Saved data entries:
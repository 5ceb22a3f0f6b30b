//! Durable, append-only link store
//!
//! One URL per line. Run boundaries are annotated with human-readable
//! header/footer lines which are never read back as data. Every append is
//! flushed and synced before returning, so an interrupted run loses at most
//! the page in flight.

use crate::domain::course::LinkEntry;
use anyhow::{Context, Result};
use chrono::Local;
use std::collections::HashSet;
use std::fs::{self, File, OpenOptions};
use std::io::{BufRead, BufReader, Read, Seek, SeekFrom, Write};
use std::path::{Path, PathBuf};
use std::time::{Duration, Instant};
use tracing::{debug, info};

const TIMESTAMP_FORMAT: &str = "%Y-%m-%d %H:%M:%S";

/// Counts reported in the run footer
#[derive(Debug, Clone, Copy, PartialEq, Eq)]
pub struct RunSummary {
    pub new_written: usize,
    pub unique_all: usize,
    pub duration: Duration,
}

/// Whether a stored line is a data line
pub fn is_data_line(line: &str) -> bool {
    line.trim_start().starts_with("http")
}

/// Read stored links in file order, skipping annotations, comments and duplicates.
/// Lines are re-normalized with `strip_params` so older entries dedup against new ones.
///
/// A missing file is an empty store.
pub fn read_links(path: &Path, strip_params: &[String]) -> Result<Vec<LinkEntry>> {
    let file = match File::open(path) {
        Ok(file) => file,
        Err(e) if e.kind() == std::io::ErrorKind::NotFound => return Ok(Vec::new()),
        Err(e) => return Err(e).with_context(|| format!("Failed to open link store {}", path.display())),
    };

    let mut seen = HashSet::new();
    let mut links = Vec::new();
    for line in BufReader::new(file).lines() {
        let line = line.with_context(|| format!("Failed to read link store {}", path.display()))?;
        if !is_data_line(&line) {
            continue;
        }
        let entry = LinkEntry::from_stored(&line, strip_params);
        if seen.insert(entry.clone()) {
            links.push(entry);
        }
    }
    Ok(links)
}

/// Process-wide set of already emitted links backed by a file
#[derive(Debug)]
pub struct LinkStore {
    path: PathBuf,
    seen: HashSet<LinkEntry>,
    run_started: Option<Instant>,
    run_written: usize,
}

impl LinkStore {
    /// Open the store, loading every previously written link
    pub fn open(path: impl Into<PathBuf>, strip_params: &[String]) -> Result<Self> {
        let path = path.into();
        let seen = Self::load(&path, strip_params)?;
        info!("Link store {} holds {} links", path.display(), seen.len());
        Ok(Self {
            path,
            seen,
            run_started: None,
            run_written: 0,
        })
    }

    pub fn load(path: &Path, strip_params: &[String]) -> Result<HashSet<LinkEntry>> {
        Ok(read_links(path, strip_params)?.into_iter().collect())
    }

    pub fn path(&self) -> &Path {
        &self.path
    }

    pub fn contains(&self, entry: &LinkEntry) -> bool {
        self.seen.contains(entry)
    }

    pub fn len(&self) -> usize {
        self.seen.len()
    }

    pub fn is_empty(&self) -> bool {
        self.seen.is_empty()
    }

    /// Links written since `begin_run`
    pub fn run_written(&self) -> usize {
        self.run_written
    }

    /// Write the entries not already stored, in order, and sync before returning
    pub fn append<'a>(&mut self, entries: impl IntoIterator<Item = &'a LinkEntry>) -> Result<usize> {
        let fresh: Vec<&LinkEntry> = {
            let mut batch = HashSet::new();
            entries
                .into_iter()
                .filter(|e| !self.seen.contains(*e) && batch.insert(*e))
                .collect()
        };
        if fresh.is_empty() {
            return Ok(0);
        }

        let mut file = self.open_for_append()?;
        let mut buffer = String::new();
        for entry in &fresh {
            buffer.push_str(entry.as_str());
            buffer.push('\n');
        }
        self.write_durably(&mut file, &buffer)?;

        let written = fresh.len();
        self.seen.extend(fresh.into_iter().cloned());
        self.run_written += written;
        debug!("Appended {} new links to {}", written, self.path.display());
        Ok(written)
    }

    /// Write the run header and start the run clock
    pub fn begin_run(&mut self) -> Result<()> {
        let line = format!("\n---- RUN START [{}] ----\n", Local::now().format(TIMESTAMP_FORMAT));
        let mut file = self.open_for_append()?;
        self.write_durably(&mut file, &line)?;
        self.run_started = Some(Instant::now());
        self.run_written = 0;
        Ok(())
    }

    /// Write the run footer; `unique_all` is the number of distinct links seen this run
    pub fn end_run(&mut self, unique_all: usize) -> Result<RunSummary> {
        let duration = self.run_started.take().map(|t| t.elapsed()).unwrap_or_default();
        let summary = RunSummary {
            new_written: self.run_written,
            unique_all,
            duration,
        };
        let line = format!(
            "---- RUN END   [{}] (new_written={}, unique_all={}, duration={:.2}s) ----\n",
            Local::now().format(TIMESTAMP_FORMAT),
            summary.new_written,
            summary.unique_all,
            duration.as_secs_f64()
        );
        let mut file = self.open_for_append()?;
        self.write_durably(&mut file, &line)?;
        Ok(summary)
    }

    fn open_for_append(&self) -> Result<File> {
        if let Some(parent) = self.path.parent().filter(|p| !p.as_os_str().is_empty()) {
            fs::create_dir_all(parent)
                .with_context(|| format!("Failed to create directory {}", parent.display()))?;
        }
        let mut file = OpenOptions::new()
            .create(true)
            .read(true)
            .append(true)
            .open(&self.path)
            .with_context(|| format!("Failed to open link store {}", self.path.display()))?;
        Self::terminate_last_line(&mut file)?;
        Ok(file)
    }

    /// Keep one record per line even if a previous writer died mid-line
    fn terminate_last_line(file: &mut File) -> Result<()> {
        let len = file.metadata()?.len();
        if len == 0 {
            return Ok(());
        }
        file.seek(SeekFrom::Start(len - 1))?;
        let mut last = [0u8; 1];
        file.read_exact(&mut last)?;
        if last[0] != b'\n' {
            file.write_all(b"\n")?;
        }
        Ok(())
    }

    fn write_durably(&self, file: &mut File, text: &str) -> Result<()> {
        file.write_all(text.as_bytes())
            .and_then(|()| file.flush())
            .and_then(|()| file.sync_data())
            .with_context(|| format!("Failed to write link store {}", self.path.display()))
    }
}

_GOAL OF THE EXERCISE:_ All lines of the data above must be repeated exactly.

_OUTPUT OF THE EXERCISE:_
repository 5ceb22a3f0f6b30b
//! Durable, append-only link store
//!
//! One URL per line. Run boundaries are annotated with human-readable
//! header/footer lines which are never read back as data. Every append is
//! flushed and synced before returning, so an interrupted run loses at most
//! the page in flight.

use crate::domain::course::LinkEntry;
use anyhow::{Context, Result};
use chrono::Local;
use std::collections::HashSet;
use std::fs::{self, File, OpenOptions};
use std::io::{BufRead, BufReader, Read, Seek, SeekFrom, Write};
use std::path::{Path, PathBuf};
use std::time::{Duration, Instant};
use tracing::{debug, info};

const TIMESTAMP_FORMAT: &str = "%Y-%m-%d %H:%M:%S";

/// Counts reported in the run footer
#[derive(Debug, Clone, Copy, PartialEq, Eq)]
pub struct RunSummary {
    pub new_written: usize,
    pub unique_all: usize,
    pub duration: Duration,
}

/// Whether a stored line is a data line
pub fn is_data_line(line: &str) -> bool {
    line.trim_start().starts_with("http")
}

/// Read stored links in file order, skipping annotations, comments and duplicates.
/// Lines are re-normalized with `strip_params` so older entries dedup against new ones.
///
/// A missing file is an empty store.
pub fn read_links(path: &Path, strip_params: &[String]) -> Result<Vec<LinkEntry>> {
    let file = match File::open(path) {
        Ok(file) => file,
        Err(e) if e.kind() == std::io::ErrorKind::NotFound => return Ok(Vec::new()),
        Err(e) => return Err(e).with_context(|| format!("Failed to open link store {}", path.display())),
    };

    let mut seen = HashSet::new();
    let mut links = Vec::new();
    for line in BufReader::new(file).lines() {
        let line = line.with_context(|| format!("Failed to read link store {}", path.display()))?;
        if !is_data_line(&line) {
            continue;
        }
        let entry = LinkEntry::from_stored(&line, strip_params);
        if seen.insert(entry.clone()) {
            links.push(entry);
        }
    }
    Ok(links)
}

/// Process-wide set of already emitted links backed by a file
#[derive(Debug)]
pub struct LinkStore {
    path: PathBuf,
    seen: HashSet<LinkEntry>,
    run_started: Option<Instant>,
    run_written: usize,
}

impl LinkStore {
    /// Open the store, loading every previously written link
    pub fn open(path: impl Into<PathBuf>, strip_params: &[String]) -> Result<Self> {
        let path = path.into();
        let seen = Self::load(&path, strip_params)?;
        info!("Link store {} holds {} links", path.display(), seen.len());
        Ok(Self {
            path,
            seen,
            run_started: None,
            run_written: 0,
        })
    }

    pub fn load(path: &Path, strip_params: &[String]) -> Result<HashSet<LinkEntry>> {
        Ok(read_links(path, strip_params)?.into_iter().collect())
    }

    pub fn path(&self) -> &Path {
        &self.path
    }

    pub fn contains(&self, entry: &LinkEntry) -> bool {
        self.seen.contains(entry)
    }

    pub fn len(&self) -> usize {
        self.seen.len()
    }

    pub fn is_empty(&self) -> bool {
        self.seen.is_empty()
    }

    /// Links written since `begin_run`
    pub fn run_written(&self) -> usize {
        self.run_written
    }

    /// Write the entries not already stored, in order, and sync before returning
    pub fn append<'a>(&mut self, entries: impl IntoIterator<Item = &'a LinkEntry>) -> Result<usize> {
        let fresh: Vec<&LinkEntry> = {
            let mut batch = HashSet::new();
            entries
                .into_iter()
                .filter(|e| !self.seen.contains(*e) && batch.insert(*e))
                .collect()
        };
        if fresh.is_empty() {
            return Ok(0);
        }

        let mut file = self.open_for_append()?;
        let mut buffer = String::new();
        for entry in &fresh {
            buffer.push_str(entry.as_str());
            buffer.push('\n');
        }
        self.write_durably(&mut file, &buffer)?;

        let written = fresh.len();
        self.seen.extend(fresh.into_iter().cloned());
        self.run_written += written;
        debug!("Appended {} new links to {}", written, self.path.display());
        Ok(written)
    }

    /// Write the run header and start the run clock
    pub fn begin_run(&mut self) -> Result<()> {
        let line = format!("\n---- RUN START [{}] ----\n", Local::now().format(TIMESTAMP_FORMAT));
        let mut file = self.open_for_append()?;
        self.write_durably(&mut file, &line)?;
        self.run_started = Some(Instant::now());
        self.run_written = 0;
        Ok(())
    }

    /// Write the run footer; `unique_all` is the number of distinct links seen this run
    pub fn end_run(&mut self, unique_all: usize) -> Result<RunSummary> {
        let duration = self.run_started.take().map(|t| t.elapsed()).unwrap_or_default();
        let summary = RunSummary {
            new_written: self.run_written,
            unique_all,
            duration,
        };
        let line = format!(
            "---- RUN END   [{}] (new_written={}, unique_all={}, duration={:.2}s) ----\n",
            Local::now().format(TIMESTAMP_FORMAT),
            summary.new_written,
            summary.unique_all,
            duration.as_secs_f64()
        );
        let mut file = self.open_for_append()?;
        self.write_durably(&mut file, &line)?;
        Ok(summary)
    }

    fn open_for_append(&self) -> Result<File> {
        if let Some(parent) = self.path.parent().filter(|p| !p.as_os_str().is_empty()) {
            fs::create_dir_all(parent)
                .with_context(|| format!("Failed to create directory {}", parent.display()))?;
        }
        let mut file = OpenOptions::new()
            .create(true)
            .read(true)
            .append(true)
            .open(&self.path)
            .with_context(|| format!("Failed to open link store {}", self.path.display()))?;
        Self::terminate_last_line(&mut file)?;
        Ok(file)
    }

    /// Keep one record per line even if a previous writer died mid-line
    fn terminate_last_line(file: &mut File) -> Result<()> {
        let len = file.metadata()?.len();
        if len == 0 {
            return Ok(());
        }
        file.seek(SeekFrom::Start(len - 1))?;
        let mut last = [0u8; 1];
        file.read_exact(&mut last)?;
        if last[0] != b'\n' {
            file.write_all(b"\n")?;
        }
        Ok(())
    }

    fn write_durably(&self, file: &mut File, text: &str) -> Result<()> {
        file.write_all(text.as_bytes())
            .and_then(|()| file.flush())
            .and_then(|()| file.sync_data())
            .with_context(|| format!("Failed to write link store {}", self.path.display()))
    }
}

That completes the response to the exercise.